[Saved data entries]
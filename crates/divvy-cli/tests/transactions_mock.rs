//! Transactions query tests against a mock backend, plus headless CLI runs.

use std::sync::Arc;

use assert_cmd::cargo::cargo_bin_cmd;
use divvy_core::config::SupabaseSettings;
use divvy_core::repository::TransactionRepository;
use divvy_core::session::store::{SessionStore, StoredAuth};
use divvy_core::session::Auth;
use divvy_core::supabase::SupabaseClient;
use divvy_core::supabase::types::{Session, User};
use predicates::prelude::*;
use serde_json::json;
use wiremock::matchers::{header, method, path, query_param};
use wiremock::{Mock, MockServer, ResponseTemplate};

fn settings(server: &MockServer) -> SupabaseSettings {
    SupabaseSettings {
        url: server.uri(),
        anon_key: "anon-key".to_string(),
    }
}

fn valid_session() -> Session {
    Session {
        access_token: "user-access".to_string(),
        refresh_token: "user-refresh".to_string(),
        expires_at: u64::MAX,
        user: User {
            id: "u1".to_string(),
            email: Some("a@b.com".to_string()),
        },
    }
}

fn rows_body() -> serde_json::Value {
    json!([
        {
            "id": "tx-2",
            "group_id": "trip-2026",
            "user_id": "u1",
            "amount": 18.0,
            "memo": "museum tickets",
            "date": "2026-08-02",
            "created_at": "2026-08-02T09:00:00+00:00"
        },
        {
            "id": "tx-1",
            "group_id": "trip-2026",
            "user_id": null,
            "amount": 42.5,
            "memo": null,
            "date": "2026-08-01",
            "created_at": "2026-08-01T12:34:56+00:00"
        }
    ])
}

/// Builds an authenticated repository backed by the mock server.
async fn repository_at(server: &MockServer, dir: &tempfile::TempDir) -> TransactionRepository {
    let store = SessionStore::new(dir.path().join("session.json"));
    store
        .save(&StoredAuth {
            session: Some(valid_session()),
            code_verifier: None,
        })
        .unwrap();

    let client = Arc::new(SupabaseClient::new(&settings(server)).unwrap());
    let auth = Arc::new(Auth::new(Arc::clone(&client), store));
    auth.restore().await;
    TransactionRepository::new(client, auth)
}

#[tokio::test]
async fn test_list_forwards_group_filter_and_bearer_token() {
    let server = MockServer::start().await;
    Mock::given(method("GET"))
        .and(path("/rest/v1/transactions"))
        .and(query_param("select", "*"))
        .and(query_param("order", "date.desc"))
        .and(query_param("group_id", "eq.trip-2026"))
        .and(header("apikey", "anon-key"))
        .and(header("Authorization", "Bearer user-access"))
        .respond_with(ResponseTemplate::new(200).set_body_json(rows_body()))
        .expect(1)
        .mount(&server)
        .await;

    let dir = tempfile::tempdir().unwrap();
    let repository = repository_at(&server, &dir).await;

    let rows = repository.list_by_group(Some("trip-2026")).await.unwrap();
    assert_eq!(rows.len(), 2);
    assert_eq!(rows[0].id, "tx-2");
    assert_eq!(rows[1].memo, None);
}

#[tokio::test]
async fn test_list_without_group_queries_unfiltered() {
    let server = MockServer::start().await;
    Mock::given(method("GET"))
        .and(path("/rest/v1/transactions"))
        .and(query_param("select", "*"))
        .respond_with(ResponseTemplate::new(200).set_body_json(json!([])))
        .expect(1)
        .mount(&server)
        .await;

    let dir = tempfile::tempdir().unwrap();
    let repository = repository_at(&server, &dir).await;

    let rows = repository.list_by_group(None).await.unwrap();
    assert!(rows.is_empty());

    // The group filter must not have been sent.
    let requests = server.received_requests().await.unwrap();
    assert!(!requests[0].url.query().unwrap_or("").contains("group_id"));
}

#[tokio::test]
async fn test_list_is_idempotent_against_unchanged_data() {
    let server = MockServer::start().await;
    Mock::given(method("GET"))
        .and(path("/rest/v1/transactions"))
        .respond_with(ResponseTemplate::new(200).set_body_json(rows_body()))
        .expect(2)
        .mount(&server)
        .await;

    let dir = tempfile::tempdir().unwrap();
    let repository = repository_at(&server, &dir).await;

    let first = repository.list_by_group(Some("trip-2026")).await.unwrap();
    let second = repository.list_by_group(Some("trip-2026")).await.unwrap();
    assert_eq!(first, second);
}

#[tokio::test]
async fn test_query_failure_propagates_with_backend_message() {
    let server = MockServer::start().await;
    Mock::given(method("GET"))
        .and(path("/rest/v1/transactions"))
        .respond_with(ResponseTemplate::new(401).set_body_json(json!({
            "message": "permission denied for table transactions"
        })))
        .mount(&server)
        .await;

    let dir = tempfile::tempdir().unwrap();
    let repository = repository_at(&server, &dir).await;

    let err = repository.list_by_group(Some("trip-2026")).await.unwrap_err();
    assert_eq!(
        err.to_string(),
        "permission denied for table transactions"
    );
}

// ============================================================================
// Headless CLI runs
// ============================================================================

fn write_home(server: &MockServer, home: &tempfile::TempDir, with_session: bool) {
    std::fs::write(
        home.path().join("config.toml"),
        format!(
            "[supabase]\nurl = \"{}\"\nanon_key = \"anon-key\"\n",
            server.uri()
        ),
    )
    .unwrap();

    if with_session {
        SessionStore::new(home.path().join("session.json"))
            .save(&StoredAuth {
                session: Some(valid_session()),
                code_verifier: None,
            })
            .unwrap();
    }
}

#[tokio::test]
async fn test_transactions_command_prints_rows() {
    let server = MockServer::start().await;
    Mock::given(method("GET"))
        .and(path("/rest/v1/transactions"))
        .and(query_param("group_id", "eq.trip-2026"))
        .respond_with(ResponseTemplate::new(200).set_body_json(rows_body()))
        .mount(&server)
        .await;

    let home = tempfile::tempdir().unwrap();
    write_home(&server, &home, true);

    cargo_bin_cmd!("divvy")
        .env("DIVVY_HOME", home.path())
        .args(["transactions", "--group", "trip-2026"])
        .assert()
        .success()
        .stdout(predicate::str::contains("museum tickets"))
        .stdout(predicate::str::contains("42.50"));
}

#[tokio::test]
async fn test_transactions_command_reports_empty_group() {
    let server = MockServer::start().await;
    Mock::given(method("GET"))
        .and(path("/rest/v1/transactions"))
        .respond_with(ResponseTemplate::new(200).set_body_json(json!([])))
        .mount(&server)
        .await;

    let home = tempfile::tempdir().unwrap();
    write_home(&server, &home, true);

    cargo_bin_cmd!("divvy")
        .env("DIVVY_HOME", home.path())
        .arg("transactions")
        .assert()
        .success()
        .stdout(predicate::str::contains("No transactions found."));
}

#[tokio::test]
async fn test_transactions_command_fails_without_session() {
    let server = MockServer::start().await;
    let home = tempfile::tempdir().unwrap();
    write_home(&server, &home, false);

    cargo_bin_cmd!("divvy")
        .env("DIVVY_HOME", home.path())
        .arg("transactions")
        .assert()
        .failure()
        .stderr(predicate::str::contains("Not signed in"));
}

#[tokio::test]
async fn test_transactions_command_surfaces_query_failure() {
    let server = MockServer::start().await;
    Mock::given(method("GET"))
        .and(path("/rest/v1/transactions"))
        .respond_with(ResponseTemplate::new(500).set_body_json(json!({
            "message": "backend exploded"
        })))
        .mount(&server)
        .await;

    let home = tempfile::tempdir().unwrap();
    write_home(&server, &home, true);

    cargo_bin_cmd!("divvy")
        .env("DIVVY_HOME", home.path())
        .arg("transactions")
        .assert()
        .failure()
        .stderr(predicate::str::contains("backend exploded"));
}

--- Assignment ---
Write out all of the records above exactly as they appear.

--- Result ---
filename crates/divvy-cli/tests/transactions_mock.rs
//! Transactions query tests against a mock backend, plus headless CLI runs.

use std::sync::Arc;

use assert_cmd::cargo::cargo_bin_cmd;
use divvy_core::config::SupabaseSettings;
use divvy_core::repository::TransactionRepository;
use divvy_core::session::store::{SessionStore, StoredAuth};
use divvy_core::session::Auth;
use divvy_core::supabase::SupabaseClient;
use divvy_core::supabase::types::{Session, User};
use predicates::prelude::*;
use serde_json::json;
use wiremock::matchers::{header, method, path, query_param};
use wiremock::{Mock, MockServer, ResponseTemplate};

fn settings(server: &MockServer) -> SupabaseSettings {
    SupabaseSettings {
        url: server.uri(),
        anon_key: "anon-key".to_string(),
    }
}

fn valid_session() -> Session {
    Session {
        access_token: "user-access".to_string(),
        refresh_token: "user-refresh".to_string(),
        expires_at: u64::MAX,
        user: User {
            id: "u1".to_string(),
            email: Some("a@b.com".to_string()),
        },
    }
}

fn rows_body() -> serde_json::Value {
    json!([
        {
            "id": "tx-2",
            "group_id": "trip-2026",
            "user_id": "u1",
            "amount": 18.0,
            "memo": "museum tickets",
            "date": "2026-08-02",
            "created_at": "2026-08-02T09:00:00+00:00"
        },
        {
            "id": "tx-1",
            "group_id": "trip-2026",
            "user_id": null,
            "amount": 42.5,
            "memo": null,
            "date": "2026-08-01",
            "created_at": "2026-08-01T12:34:56+00:00"
        }
    ])
}

/// Builds an authenticated repository backed by the mock server.
async fn repository_at(server: &MockServer, dir: &tempfile::TempDir) -> TransactionRepository {
    let store = SessionStore::new(dir.path().join("session.json"));
    store
        .save(&StoredAuth {
            session: Some(valid_session()),
            code_verifier: None,
        })
        .unwrap();

    let client = Arc::new(SupabaseClient::new(&settings(server)).unwrap());
    let auth = Arc::new(Auth::new(Arc::clone(&client), store));
    auth.restore().await;
    TransactionRepository::new(client, auth)
}

#[tokio::test]
async fn test_list_forwards_group_filter_and_bearer_token() {
    let server = MockServer::start().await;
    Mock::given(method("GET"))
        .and(path("/rest/v1/transactions"))
        .and(query_param("select", "*"))
        .and(query_param("order", "date.desc"))
        .and(query_param("group_id", "eq.trip-2026"))
        .and(header("apikey", "anon-key"))
        .and(header("Authorization", "Bearer user-access"))
        .respond_with(ResponseTemplate::new(200).set_body_json(rows_body()))
        .expect(1)
        .mount(&server)
        .await;

    let dir = tempfile::tempdir().unwrap();
    let repository = repository_at(&server, &dir).await;

    let rows = repository.list_by_group(Some("trip-2026")).await.unwrap();
    assert_eq!(rows.len(), 2);
    assert_eq!(rows[0].id, "tx-2");
    assert_eq!(rows[1].memo, None);
}

#[tokio::test]
async fn test_list_without_group_queries_unfiltered() {
    let server = MockServer::start().await;
    Mock::given(method("GET"))
        .and(path("/rest/v1/transactions"))
        .and(query_param("select", "*"))
        .respond_with(ResponseTemplate::new(200).set_body_json(json!([])))
        .expect(1)
        .mount(&server)
        .await;

    let dir = tempfile::tempdir().unwrap();
    let repository = repository_at(&server, &dir).await;

    let rows = repository.list_by_group(None).await.unwrap();
    assert!(rows.is_empty());

    // The group filter must not have been sent.
    let requests = server.received_requests().await.unwrap();
    assert!(!requests[0].url.query().unwrap_or("").contains("group_id"));
}

#[tokio::test]
async fn test_list_is_idempotent_against_unchanged_data() {
    let server = MockServer::start().await;
    Mock::given(method("GET"))
        .and(path("/rest/v1/transactions"))
        .respond_with(ResponseTemplate::new(200).set_body_json(rows_body()))
        .expect(2)
        .mount(&server)
        .await;

    let dir = tempfile::tempdir().unwrap();
    let repository = repository_at(&server, &dir).await;

    let first = repository.list_by_group(Some("trip-2026")).await.unwrap();
    let second = repository.list_by_group(Some("trip-2026")).await.unwrap();
    assert_eq!(first, second);
}

#[tokio::test]
async fn test_query_failure_propagates_with_backend_message() {
    let server = MockServer::start().await;
    Mock::given(method("GET"))
        .and(path("/rest/v1/transactions"))
        .respond_with(ResponseTemplate::new(401).set_body_json(json!({
            "message": "permission denied for table transactions"
        })))
        .mount(&server)
        .await;

    let dir = tempfile::tempdir().unwrap();
    let repository = repository_at(&server, &dir).await;

    let err = repository.list_by_group(Some("trip-2026")).await.unwrap_err();
    assert_eq!(
        err.to_string(),
        "permission denied for table transactions"
    );
}

// ============================================================================
// Headless CLI runs
// ============================================================================

fn write_home(server: &MockServer, home: &tempfile::TempDir, with_session: bool) {
    std::fs::write(
        home.path().join("config.toml"),
        format!(
            "[supabase]\nurl = \"{}\"\nanon_key = \"anon-key\"\n",
            server.uri()
        ),
    )
    .unwrap();

    if with_session {
        SessionStore::new(home.path().join("session.json"))
            .save(&StoredAuth {
                session: Some(valid_session()),
                code_verifier: None,
            })
            .unwrap();
    }
}

#[tokio::test]
async fn test_transactions_command_prints_rows() {
    let server = MockServer::start().await;
    Mock::given(method("GET"))
        .and(path("/rest/v1/transactions"))
        .and(query_param("group_id", "eq.trip-2026"))
        .respond_with(ResponseTemplate::new(200).set_body_json(rows_body()))
        .mount(&server)
        .await;

    let home = tempfile::tempdir().unwrap();
    write_home(&server, &home, true);

    cargo_bin_cmd!("divvy")
        .env("DIVVY_HOME", home.path())
        .args(["transactions", "--group", "trip-2026"])
        .assert()
        .success()
        .stdout(predicate::str::contains("museum tickets"))
        .stdout(predicate::str::contains("42.50"));
}

#[tokio::test]
async fn test_transactions_command_reports_empty_group() {
    let server = MockServer::start().await;
    Mock::given(method("GET"))
        .and(path("/rest/v1/transactions"))
        .respond_with(ResponseTemplate::new(200).set_body_json(json!([])))
        .mount(&server)
        .await;

    let home = tempfile::tempdir().unwrap();
    write_home(&server, &home, true);

    cargo_bin_cmd!("divvy")
        .env("DIVVY_HOME", home.path())
        .arg("transactions")
        .assert()
        .success()
        .stdout(predicate::str::contains("No transactions found."));
}

#[tokio::test]
async fn test_transactions_command_fails_without_session() {
    let server = MockServer::start().await;
    let home = tempfile::tempdir().unwrap();
    write_home(&server, &home, false);

    cargo_bin_cmd!("divvy")
        .env("DIVVY_HOME", home.path())
        .arg("transactions")
        .assert()
        .failure()
        .stderr(predicate::str::contains("Not signed in"));
}

#[tokio::test]
async fn test_transactions_command_surfaces_query_failure() {
    let server = MockServer::start().await;
    Mock::given(method("GET"))
        .and(path("/rest/v1/transactions"))
        .respond_with(ResponseTemplate::new(500).set_body_json(json!({
            "message": "backend exploded"
        })))
        .mount(&server)
        .await;

    let home = tempfile::tempdir().unwrap();
    write_home(&server, &home, true);

    cargo_bin_cmd!("divvy")
        .env("DIVVY_HOME", home.path())
        .arg("transactions")
        .assert()
        .failure()
        .stderr(predicate::str::contains("backend exploded"));
}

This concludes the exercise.